Nineteen classic tales of gloom from the Sunshine State.

Although the stories, all of them reprints, are grouped thematically into four sections, they’re arranged chronologically, and their development over the 90-plus years they span is startling. In Marjory Stoneman Douglas’ 1925 “Pineland,” Miami is largely rural, even wilder in its landscape than the orderly groves of Orange County, which its pioneer heroine abandons for the pine forests further south. Nature is also the greatest threat in the excerpt from Zora Neale Hurston’s 1937 classic, Their Eyes Were Watching God. But in Damon Runyon’s “A Job for the Macarone,” written the same year, people are the authors of their own doom. They lie, cheat, and double-cross each other, and they go right on doing so in Brett Halliday’s 1944 novella, A Taste for Cognac. By the ’70s and ’80s, the focus begins to shift to political and social ills.
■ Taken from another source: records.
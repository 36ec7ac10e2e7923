//! # Farspace
//!
//! A peer-symmetric remote-method-invocation runtime. Each peer hosts the
//! same runtime; any peer may host objects, create proxies for objects owned
//! by the other side, or both.
//!
//! ## Architecture
//!
//! A call flows caller → proxy → outbound invoker → wire → inbound
//! dispatcher → target object → wire → rendezvous store → caller. The wire
//! carries only [`farwire`] frames; remotable references cross as integer
//! object ids and are rebuilt into proxies on arrival.
//!
//! The [`space::RemoteSpace`] is an explicit runtime-context value handed to
//! connections and proxies; there are no process globals.

pub mod registry;
pub mod remotable;
pub mod host;
pub mod proxy;
pub mod rendezvous;
pub mod executor;
pub mod transport;
pub mod space;

mod outbound;
mod inbound;

#[cfg(test)]
mod mock_transport;


pub use farwire::CallPolicy;
pub use farwire::ExecutionEvent;
pub use farwire::Frame;
pub use farwire::InvocationEvent;
pub use farwire::MethodId;
pub use farwire::ObjectId;
pub use farwire::TransactionId;
pub use farwire::WireValue;

pub use registry::MethodSpec;
pub use registry::RemotableSpec;
pub use registry::TypeRef;
pub use remotable::Obj;
pub use remotable::Remotable;
pub use remotable::Value;
pub use space::RemoteSpace;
The Cuban migration serves as backdrop for an excerpt from Douglas Fairbairn’s “Street 8,” and Charles Willeford explores predatory sexual behavior among single men in “Saturday Night Special.” The economic angst of the 1990s is highlighted in Elmore Leonard’s “The Odyssey,” T.J. MacGregor’s “The Works,” Lynne Barrett’s “To Go,” and editor Standiford’s “Tahiti Junk Shop.” And as the 21st century dawns, stories like Vicki Hendricks’ “Gators” and Preston L. Allen’s “Superheroes” are markedly more sexualized, and the hardscrabble Little Havana setting of “Street 8” is reinvented as fabulous South Beach in Carolina Garcia-Aguilera’s “Washington Avenue.”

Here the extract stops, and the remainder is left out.